• _DATA_:
- Opening Delimiter -

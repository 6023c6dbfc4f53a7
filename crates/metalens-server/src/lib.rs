//! JSON HTTP API over the metalens analyzer
//!
//! `POST /api/analyze` runs an analysis and stores it,
//! `GET /api/recent-analyses` and `GET /api/analyses/latest` read the store back.

pub mod config;
pub mod errors;
pub mod routes;
pub mod state;

pub use config::Config;
pub use errors::AppError;
pub use routes::build_router;
pub use state::AppState;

- Closing Delimiter -

• _WHAT THE TASK ASKS_: Retype the listing above in full, with no alterations.

• _FINISHED TASK_:
repository 6023c6dbfc4f53a7
filename crates/metalens-server/src/lib.rs
//! JSON HTTP API over the metalens analyzer
//!
//! `POST /api/analyze` runs an analysis and stores it,
//! `GET /api/recent-analyses` and `GET /api/analyses/latest` read the store back.

pub mod config;
pub mod errors;
pub mod routes;
pub mod state;

pub use config::Config;
pub use errors::AppError;
pub use routes::build_router;
pub use state::AppState;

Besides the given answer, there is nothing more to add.